Jaramillo sees a silver lining — or a last chance — in the fact that most of the remaining vaquitas have been reduced to such a small area, roughly a 12- by 25-mile (20 by 40 kilometer) rectangle.

"Now we have a zone that is relatively smaller and easier to protect," he said.

Diego Ruiz, head of the Baja California Sur-based Museo de la Ballena, has proposed erecting a barrier of buoyant tubes supporting above-water nets that wouldn't restrict the vaquitas' movements but would keep small fishing boats out of what may now be the species' last habitat.

Some experts also are suggesting stationing a navy ship permanently in the middle of the vaquita's last refuge.

"If we don't stop illegal fishing, they could become extinct in a year, or the year after," Jaramillo said.

Because the totoaba bladders are trafficked for big profits in China, efforts by the Mexican navy to prevent illegal fishing have faltered.

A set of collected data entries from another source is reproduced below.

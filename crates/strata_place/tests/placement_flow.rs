//! End-to-end placement scenarios against the public API.

use strata_common::{Coord64, Size64};
use strata_db::{
    Archetype, CellKey, Design, Instance, InstanceKey, InstanceType, IoDirection, PinKey,
    PlacementStatus,
};
use strata_io::def::{write_def, DefWriterOptions};
use rand::rngs::StdRng;
use rand::{Rng, SeedableRng};
use strata_place::{
    calc_row_cost, place_row, tools, LegalCell, LegalRow, Legalizer, NetModel, Placer,
    PlacerOptions,
};

/// Creates an INV-like cell with an input pin A and an output pin Y.
fn create_inverter(design: &mut Design, name: &str, size: Size64) -> CellKey {
    let key = design.cell_lib.create(name).unwrap();
    let cell = design.cell_lib.cells.get_mut(key).unwrap();
    cell.size = size;
    let a = cell.pins.create("A");
    cell.pins.get_mut(a).unwrap().direction = IoDirection::Input;
    let y = cell.pins.create("Y");
    cell.pins.get_mut(y).unwrap().direction = IoDirection::Output;
    key
}

fn add_instance(design: &mut Design, name: &str, cell: CellKey) -> InstanceKey {
    design
        .top_netlist_mut()
        .unwrap()
        .instances
        .add(Instance::new(
            name,
            InstanceType::Cell,
            Archetype::Cell(cell),
            2,
        ))
        .unwrap()
}

fn pin_a() -> PinKey {
    PinKey::from_raw(0)
}

fn pin_y() -> PinKey {
    PinKey::from_raw(1)
}

/// Scenario: two gates, one net, a single row.
fn build_two_gate_design() -> Design {
    let mut design = Design::new();
    let inv = create_inverter(&mut design, "INV_X1", Size64::new(200, 2000));
    design.module_lib.create("top").unwrap();
    design.set_top_module("top");

    let u1 = add_instance(&mut design, "u1", inv);
    let u2 = add_instance(&mut design, "u2", inv);
    let netlist = design.top_netlist_mut().unwrap();
    let n1 = netlist.create_net("n1").unwrap();
    netlist.connect(u1, pin_y(), n1).unwrap();
    netlist.connect(u2, pin_a(), n1).unwrap();

    design.floorplan.core_size = Size64::new(10000, 2000);
    design.floorplan.min_cell_size = Size64::new(200, 2000);
    design.floorplan.create_rows().unwrap();
    design.tech_lib.database_microns = 100;
    design
}

#[test]
fn two_gate_placement() {
    let mut design = build_two_gate_design();
    Placer::new(PlacerOptions::default()).place(&mut design).unwrap();

    let netlist = design.top_netlist().unwrap();
    let (_, u1) = netlist.instances.find_by_name("u1").unwrap();
    let (_, u2) = netlist.instances.find_by_name("u2").unwrap();

    // both in row 0, at adjacent sites
    assert_eq!(u1.pos.y, 0);
    assert_eq!(u2.pos.y, 0);
    let mut xs = vec![u1.pos.x, u2.pos.x];
    xs.sort();
    assert_eq!(xs, vec![0, 200]);
    assert_eq!(u1.status, PlacementStatus::Placed);

    assert_eq!(tools::calc_hpwl(&design, netlist), 200.0);
}

#[test]
fn two_gate_def_output() {
    let mut design = build_two_gate_design();
    Placer::new(PlacerOptions::default()).place(&mut design).unwrap();

    let mut out = Vec::new();
    write_def(&mut out, &design, &DefWriterOptions::default()).unwrap();
    let text = String::from_utf8(out).unwrap();
    assert!(text.contains("- u1 INV_X1"));
    assert!(text.contains("- u2 INV_X1"));
    assert_eq!(text.matches("+ PLACED (").count(), 2);
    assert_eq!(text.matches(") N ;").count(), 2);
}

/// Two full runs on identical input must produce bit-identical DEF output.
#[test]
fn placement_is_deterministic() {
    let mut first = Vec::new();
    let mut second = Vec::new();
    for out in [&mut first, &mut second] {
        let mut design = build_two_gate_design();
        Placer::new(PlacerOptions::default()).place(&mut design).unwrap();
        write_def(out, &design, &DefWriterOptions::default()).unwrap();
    }
    assert_eq!(first, second);
}

/// Scenario: a cell larger than the core area must be rejected.
#[test]
fn over_utilization_is_rejected() {
    let mut design = Design::new();
    // 2 um^2 cell in a 1 um^2 core
    let big = create_inverter(&mut design, "BIG", Size64::new(2000, 1000));
    design.module_lib.create("top").unwrap();
    design.set_top_module("top");
    add_instance(&mut design, "u1", big);

    design.floorplan.core_size = Size64::new(1000, 1000);
    design.floorplan.min_cell_size = Size64::new(100, 1000);
    design.floorplan.create_rows().unwrap();

    let err = Placer::new(PlacerOptions::default())
        .place(&mut design)
        .unwrap_err();
    assert!(err.to_string().contains("region area smaller than cell area"));

    // the database keeps its pre-pass state
    let (_, u1) = design
        .top_netlist()
        .unwrap()
        .instances
        .find_by_name("u1")
        .unwrap();
    assert_eq!(u1.status, PlacementStatus::Unplaced);
}

/// Scenario: legalizer cluster merge on one row.
#[test]
fn cluster_merge_on_single_row() {
    let mut cells: Vec<LegalCell> = [0i64, 100, 200]
        .iter()
        .map(|&x| LegalCell {
            instance: InstanceKey::from_raw(0),
            name: String::new(),
            global_pos: Coord64::new(x, 0),
            size: Size64::new(400, 1000),
            weight: 1.0,
            legal_pos: Coord64::default(),
            orientation: strata_common::Orientation::R0,
        })
        .collect();

    let mut row = LegalRow::new(
        strata_common::Rect64::new(Coord64::new(0, 0), Coord64::new(1000, 1000)),
        strata_db::RowType::Normal,
    );
    row.cells = vec![0, 1, 2];

    place_row(&mut cells, &row, 100);
    assert_eq!(cells[0].legal_pos.x, 0);
    assert_eq!(cells[1].legal_pos.x, 400);
    assert_eq!(cells[2].legal_pos.x, 800);
    // 1200 nm of cells in a 1000 nm row: infeasible for the cost scan
    assert_eq!(calc_row_cost(&cells, &row), None);
}

/// Scenario: HPWL of a two-terminal net does not grow through placement.
#[test]
fn hpwl_does_not_grow_for_two_terminal_net() {
    let mut design = Design::new();
    let inv = create_inverter(&mut design, "INV_X1", Size64::new(200, 2000));
    design.module_lib.create("top").unwrap();
    design.set_top_module("top");

    // fixed anchor pad at the right edge of the core
    let (pad_cell, pseudo) = design.cell_lib.lookup("__INPIN").unwrap();
    let pad_pins = pseudo.pins.len();
    let mut pad = Instance::new(
        "in0",
        InstanceType::Pin,
        Archetype::Cell(pad_cell),
        pad_pins,
    );
    pad.pos = Coord64::new(9000, 1000);
    pad.status = PlacementStatus::PlacedAndFixed;
    let pad_key = design
        .top_netlist_mut()
        .unwrap()
        .instances
        .add(pad)
        .unwrap();

    let u1 = add_instance(&mut design, "u1", inv);
    let netlist = design.top_netlist_mut().unwrap();
    let n = netlist.create_net("n").unwrap();
    netlist.connect(pad_key, PinKey::from_raw(0), n).unwrap();
    netlist.connect(u1, pin_a(), n).unwrap();

    design.floorplan.core_size = Size64::new(10000, 2000);
    design.floorplan.min_cell_size = Size64::new(200, 2000);
    design.floorplan.create_rows().unwrap();

    let before = tools::calc_hpwl(&design, design.top_netlist().unwrap());
    Placer::new(PlacerOptions::default()).place(&mut design).unwrap();
    let after = tools::calc_hpwl(&design, design.top_netlist().unwrap());

    assert!(after <= before, "HPWL grew from {before} to {after}");
}

/// Builds a wider design: a chain of gates between two fixed pads.
fn build_chain_design(gates: usize, net_model: NetModel) -> (Design, PlacerOptions) {
    let mut design = Design::new();
    let inv = create_inverter(&mut design, "INV_X1", Size64::new(400, 2000));
    design.module_lib.create("top").unwrap();
    design.set_top_module("top");

    let (pad_cell, pseudo) = design.cell_lib.lookup("__INPIN").unwrap();
    let pad_pins = pseudo.pins.len();
    for (name, x) in [("in0", 0i64), ("in1", 19800)] {
        let mut pad = Instance::new(name, InstanceType::Pin, Archetype::Cell(pad_cell), pad_pins);
        pad.pos = Coord64::new(x, 4000);
        pad.status = PlacementStatus::PlacedAndFixed;
        design.top_netlist_mut().unwrap().instances.add(pad).unwrap();
    }

    let mut previous: Option<InstanceKey> = None;
    for i in 0..gates {
        let gate = add_instance(&mut design, &format!("u{i}"), inv);
        let netlist = design.top_netlist_mut().unwrap();
        let net = netlist.create_net(&format!("n{i}")).unwrap();
        match previous {
            Some(prev) => netlist.connect(prev, pin_y(), net).unwrap(),
            None => {
                let pad = netlist.instances.key_of("in0").unwrap();
                netlist.connect(pad, PinKey::from_raw(0), net).unwrap();
            }
        }
        netlist.connect(gate, pin_a(), net).unwrap();
        previous = Some(gate);
    }
    // tie the chain end to the other pad
    let netlist = design.top_netlist_mut().unwrap();
    let last_net = netlist.create_net("nend").unwrap();
    let pad = netlist.instances.key_of("in1").unwrap();
    netlist.connect(previous.unwrap(), pin_y(), last_net).unwrap();
    netlist.connect(pad, PinKey::from_raw(0), last_net).unwrap();

    design.floorplan.core_size = Size64::new(20000, 8000);
    design.floorplan.min_cell_size = Size64::new(200, 2000);
    design.floorplan.create_rows().unwrap();

    let options = PlacerOptions {
        max_levels: 3,
        min_region_instances: 2,
        net_model,
        ..Default::default()
    };
    (design, options)
}

fn assert_legal_placement(design: &Design) {
    let netlist = design.top_netlist().unwrap();
    let rows = &design.floorplan.rows;

    let mut rects = Vec::new();
    for (_, instance) in netlist.instances.iter() {
        if instance.itype != InstanceType::Cell {
            continue;
        }
        assert!(instance.is_placed(), "{} unplaced", instance.name);

        // row alignment: y on a row bottom, x on the site grid
        let row = rows
            .iter()
            .find(|r| r.rect.bottom() == instance.pos.y)
            .unwrap_or_else(|| panic!("{} not on a row: y={}", instance.name, instance.pos.y));
        assert_eq!(
            (instance.pos.x - row.rect.left()) % design.floorplan.min_cell_size.x,
            0,
            "{} off the site grid",
            instance.name
        );

        let rect = design.instance_rect(instance);
        let core = design.floorplan.core_rect();
        assert!(rect.ll.x >= core.ll.x && rect.ur.x <= core.ur.x);
        assert!(rect.ll.y >= core.ll.y && rect.ur.y <= core.ur.y);
        rects.push((instance.name.clone(), rect));
    }

    // pairwise disjoint
    for (i, (name_a, a)) in rects.iter().enumerate() {
        for (name_b, b) in rects.iter().skip(i + 1) {
            assert!(
                a.intersect(*b).is_none(),
                "{name_a} and {name_b} overlap: {a} vs {b}"
            );
        }
    }
}

#[test]
fn chain_placement_is_legal() {
    let (mut design, options) = build_chain_design(12, NetModel::Clique);
    Placer::new(options).place(&mut design).unwrap();
    assert_legal_placement(&design);
}

#[test]
fn chain_placement_legal_with_b2b_model() {
    let (mut design, options) = build_chain_design(12, NetModel::BoundToBound);
    Placer::new(options).place(&mut design).unwrap();
    assert_legal_placement(&design);
}

#[test]
fn fixed_instances_are_preserved() {
    let (mut design, options) = build_chain_design(8, NetModel::Clique);
    Placer::new(options).place(&mut design).unwrap();

    let netlist = design.top_netlist().unwrap();
    let (_, in0) = netlist.instances.find_by_name("in0").unwrap();
    assert_eq!(in0.pos, Coord64::new(0, 4000));
    assert!(in0.is_fixed());
    let (_, in1) = netlist.instances.find_by_name("in1").unwrap();
    assert_eq!(in1.pos, Coord64::new(19800, 4000));
}

/// A cell wider than every row cannot be legalized; the failure is
/// reported by name and the database rolls back to its pre-pass state.
#[test]
fn unlegalizable_cell_is_reported_and_rolled_back() {
    let mut design = Design::new();
    // fits the core by area but is wider than any row
    let wide = create_inverter(&mut design, "WIDE", Size64::new(3000, 1000));
    design.module_lib.create("top").unwrap();
    design.set_top_module("top");
    add_instance(&mut design, "u1", wide);

    design.floorplan.core_size = Size64::new(2000, 2000);
    design.floorplan.min_cell_size = Size64::new(100, 1000);
    design.floorplan.create_rows().unwrap();

    let err = Placer::new(PlacerOptions::default())
        .place(&mut design)
        .unwrap_err();
    assert!(err.to_string().contains("legalization failed"));
    assert!(err.to_string().contains("u1"));

    let (_, u1) = design
        .top_netlist()
        .unwrap()
        .instances
        .find_by_name("u1")
        .unwrap();
    assert_eq!(u1.status, PlacementStatus::Unplaced);
    assert_eq!(u1.pos, Coord64::default());
}

/// Seeded scatter: the legalizer must resolve arbitrary overlap piles into
/// a legal placement.
#[test]
fn legalizer_resolves_scattered_cells() {
    let mut design = Design::new();
    let inv = create_inverter(&mut design, "INV_X1", Size64::new(400, 2000));
    design.module_lib.create("top").unwrap();
    design.set_top_module("top");

    let mut rng = StdRng::seed_from_u64(42);
    for i in 0..40 {
        let key = add_instance(&mut design, &format!("u{i}"), inv);
        let netlist = design.top_netlist_mut().unwrap();
        let instance = netlist.instances.get_mut(key).unwrap();
        instance.pos = Coord64::new(rng.gen_range(0..16000), rng.gen_range(0..8000));
        instance.status = PlacementStatus::Placed;
    }

    design.floorplan.core_size = Size64::new(20000, 8000);
    design.floorplan.min_cell_size = Size64::new(200, 2000);
    design.floorplan.create_rows().unwrap();

    Legalizer::default().legalize(&mut design).unwrap();
    assert_legal_placement(&design);
}

#[test]
fn net_models_agree_on_two_pin_nets_feasibility() {
    // for 2-pin nets the clique and bound-to-bound formulations coincide,
    // so both must produce a legal, fully placed result
    let (mut clique_design, options) = build_chain_design(6, NetModel::Clique);
    Placer::new(options).place(&mut clique_design).unwrap();

    let (mut b2b_design, options) = build_chain_design(6, NetModel::BoundToBound);
    Placer::new(options).place(&mut b2b_design).unwrap();

    let clique_hpwl =
        tools::calc_hpwl(&clique_design, clique_design.top_netlist().unwrap());
    let b2b_hpwl = tools::calc_hpwl(&b2b_design, b2b_design.top_netlist().unwrap());
    assert!(clique_hpwl > 0.0);
    assert!(b2b_hpwl > 0.0);
}
//! Netlist measurement and reporting utilities.

use std::io::Write;
use strata_common::{Coord64, StrataResult};
use strata_db::{Design, Netlist};

/// Half-perimeter wire length over all nets, in nm.
///
/// Each net contributes the half-perimeter of the bounding box of its
/// connected instance centers; nets with fewer than two connections
/// contribute nothing.
pub fn calc_hpwl(design: &Design, netlist: &Netlist) -> f64 {
    let mut hpwl = 0.0f64;
    for (_, net) in netlist.nets.iter() {
        if net.num_connections() < 2 {
            continue;
        }
        let mut min = Coord64::new(i64::MAX, i64::MAX);
        let mut max = Coord64::new(i64::MIN, i64::MIN);
        let mut seen = false;
        for conn in net.connections() {
            let Some(instance) = netlist.instances.get(conn.instance) else {
                continue;
            };
            let center = design.instance_center(instance);
            min.x = min.x.min(center.x);
            min.y = min.y.min(center.y);
            max.x = max.x.max(center.x);
            max.y = max.y.max(center.y);
            seen = true;
        }
        if seen {
            hpwl += (max.x - min.x) as f64 + (max.y - min.y) as f64;
        }
    }
    hpwl
}

/// Total cell area of all instances, in square micrometers.
pub fn calc_total_cell_area(design: &Design, netlist: &Netlist) -> f64 {
    let mut um2 = 0.0f64;
    for (_, instance) in netlist.instances.iter() {
        let size = design.archetype_size(instance);
        um2 += (size.x as f64 / 1000.0) * (size.y as f64 / 1000.0);
    }
    um2
}

/// Writes one `x y w h` line per placed (or fixed) instance, in instance-key
/// order.
pub fn write_placement_file(
    out: &mut dyn Write,
    design: &Design,
    netlist: &Netlist,
) -> StrataResult<()> {
    for (_, instance) in netlist.instances.iter() {
        if instance.is_placed() {
            let size = design.archetype_size(instance);
            writeln!(
                out,
                "{} {} {} {}",
                instance.pos.x, instance.pos.y, size.x, size.y
            )?;
        }
    }
    Ok(())
}

#[cfg(test)]
mod tests {
    use super::*;
    use strata_common::Size64;
    use strata_db::{Archetype, Instance, InstanceType, PinKey, PlacementStatus};

    fn design_with_two_cells() -> Design {
        let mut design = Design::new();
        let cell = design.cell_lib.create("INV_X1").unwrap();
        {
            let cell = design.cell_lib.cells.get_mut(cell).unwrap();
            cell.size = Size64::new(200, 2000);
            cell.pins.create("A");
            cell.pins.create("Y");
        }
        design.module_lib.create("top").unwrap();
        design.set_top_module("top");

        let netlist = design.top_netlist_mut().unwrap();
        for (name, x) in [("u1", 0), ("u2", 1000)] {
            let mut ins = Instance::new(name, InstanceType::Cell, Archetype::Cell(cell), 2);
            ins.pos = Coord64::new(x, 0);
            ins.status = PlacementStatus::Placed;
            netlist.instances.add(ins).unwrap();
        }
        let u1 = design.top_netlist().unwrap().instances.key_of("u1").unwrap();
        let u2 = design.top_netlist().unwrap().instances.key_of("u2").unwrap();
        let netlist = design.top_netlist_mut().unwrap();
        let n = netlist.create_net("n1").unwrap();
        netlist.connect(u1, PinKey::from_raw(1), n).unwrap();
        netlist.connect(u2, PinKey::from_raw(0), n).unwrap();
        design
    }

    #[test]
    fn hpwl_of_two_cell_net() {
        let design = design_with_two_cells();
        let netlist = design.top_netlist().unwrap();
        // centers at (100,1000) and (1100,1000)
        assert_eq!(calc_hpwl(&design, netlist), 1000.0);
    }

    #[test]
    fn hpwl_skips_degenerate_nets() {
        let mut design = design_with_two_cells();
        {
            let netlist = design.top_netlist_mut().unwrap();
            let u1 = netlist.instances.key_of("u1").unwrap();
            let lonely = netlist.create_net("lonely").unwrap();
            netlist.connect(u1, PinKey::from_raw(0), lonely).unwrap();
        }
        let netlist = design.top_netlist().unwrap();
        assert_eq!(calc_hpwl(&design, netlist), 1000.0);
    }

    #[test]
    fn total_area_in_um2() {
        let design = design_with_two_cells();
        let netlist = design.top_netlist().unwrap();
        // two cells of 0.2 um x 2 um
        let area = calc_total_cell_area(&design, netlist);
        assert!((area - 0.8).abs() < 1e-9);
    }

    #[test]
    fn placement_file_lines() {
        let design = design_with_two_cells();
        let netlist = design.top_netlist().unwrap();
        let mut buffer = Vec::new();
        write_placement_file(&mut buffer, &design, netlist).unwrap();
        let text = String::from_utf8(buffer).unwrap();
        assert_eq!(text, "0 0 200 2000\n1000 0 200 2000\n");
    }

    #[test]
    fn placement_file_skips_unplaced() {
        let mut design = design_with_two_cells();
        {
            let netlist = design.top_netlist_mut().unwrap();
            let (_, u1) = netlist.instances.find_by_name_mut("u1").unwrap();
            u1.status = PlacementStatus::Unplaced;
        }
        let netlist = design.top_netlist().unwrap();
        let mut buffer = Vec::new();
        write_placement_file(&mut buffer, &design, netlist).unwrap();
        let text = String::from_utf8(buffer).unwrap();
        assert_eq!(text.lines().count(), 1);
    }
}
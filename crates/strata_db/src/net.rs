//! Nets and their instance-pin connections.

use crate::{InstanceKey, PinKey};
use serde::{Deserialize, Serialize};
use strata_common::Named;

/// One endpoint of a net: a pin on an instance.
#[derive(Debug, Clone, Copy, PartialEq, Eq, Serialize, Deserialize)]
pub struct NetConnect {
    /// The connected instance.
    pub instance: InstanceKey,
    /// The pin on that instance.
    pub pin: PinKey,
}

/// A net connecting instance pins.
///
/// The connection list mirrors the per-instance pin-to-net table; the two
/// sides are kept consistent by [`Netlist::connect`](crate::Netlist::connect)
/// and must never be edited independently.
#[derive(Debug, Clone, Default, Serialize, Deserialize)]
pub struct Net {
    /// Net name.
    pub name: String,
    /// Set when the net connects to a module port.
    pub is_port_net: bool,
    /// Set when the net distributes a clock.
    pub is_clock_net: bool,
    connections: Vec<NetConnect>,
}

impl Net {
    /// Creates a named net with no connections.
    pub fn new(name: impl Into<String>) -> Self {
        Self {
            name: name.into(),
            ..Default::default()
        }
    }

    /// Returns `true` when `(instance, pin)` is already connected.
    pub fn has_connection(&self, instance: InstanceKey, pin: PinKey) -> bool {
        self.connections
            .iter()
            .any(|c| c.instance == instance && c.pin == pin)
    }

    /// Appends a connection without checking for duplicates.
    pub fn add_connection(&mut self, instance: InstanceKey, pin: PinKey) {
        self.connections.push(NetConnect { instance, pin });
    }

    /// Removes a connection. Returns `true` when one was removed.
    pub fn remove_connection(&mut self, instance: InstanceKey, pin: PinKey) -> bool {
        let before = self.connections.len();
        self.connections
            .retain(|c| !(c.instance == instance && c.pin == pin));
        self.connections.len() != before
    }

    /// Number of connections.
    pub fn num_connections(&self) -> usize {
        self.connections.len()
    }

    /// Iterates the connections in insertion order.
    pub fn connections(&self) -> impl Iterator<Item = &NetConnect> {
        self.connections.iter()
    }
}

impl Named for Net {
    fn name(&self) -> &str {
        &self.name
    }
}

#[cfg(test)]
mod tests {
    use super::*;

    fn conn(i: u32, p: u32) -> (InstanceKey, PinKey) {
        (InstanceKey::from_raw(i), PinKey::from_raw(p))
    }

    #[test]
    fn add_and_query() {
        let mut net = Net::new("n1");
        let (i, p) = conn(0, 1);
        assert!(!net.has_connection(i, p));
        net.add_connection(i, p);
        assert!(net.has_connection(i, p));
        assert_eq!(net.num_connections(), 1);
    }

    #[test]
    fn remove_connection() {
        let mut net = Net::new("n1");
        let (i, p) = conn(3, 0);
        net.add_connection(i, p);
        assert!(net.remove_connection(i, p));
        assert!(!net.remove_connection(i, p));
        assert_eq!(net.num_connections(), 0);
    }

    #[test]
    fn connections_keep_insertion_order() {
        let mut net = Net::new("n1");
        net.add_connection(InstanceKey::from_raw(2), PinKey::from_raw(0));
        net.add_connection(InstanceKey::from_raw(0), PinKey::from_raw(1));
        let order: Vec<u32> = net.connections().map(|c| c.instance.as_raw()).collect();
        assert_eq!(order, vec![2, 0]);
    }
}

The illegal fishermen, who are believed linked to drug cartels, use go-fast boats and have resorted to violence — shooting down drones with rifles, running their boats into navy patrols and threatening activists.

Jaramillo says the incoming government of President-elect Andres Manuel Lopez Obrador, who takes office Dec. 1, should also focus more effort on shore patrols to keep illegal fishing boats from setting to sea and to break up the trafficking of totoaba parts on shore.

However, Lopez Obrador has pledged to create jobs in rural areas so Mexicans don't have to migrate, and he is under pressure from fishermen who want to get back to work. The current administration expanded and enforced a widened ban on the use of gillnets that kill vaquitas by drowning them but are also used by fishermen to catch a variety of shrimp and fish beside the totoaba.

Some in the incoming administration seem ready to write off the vaquita.

Josefa Gonzalez, who will head the Environment Department under Lopez Obrador, said in an interview with the newspaper La Cronica earlier this year that a lot of money has already been spent on the endangered porpoise with no results.

"I don't think the vaquita is going extinct; it has already been driven to extinction by negligence and corruption," she said.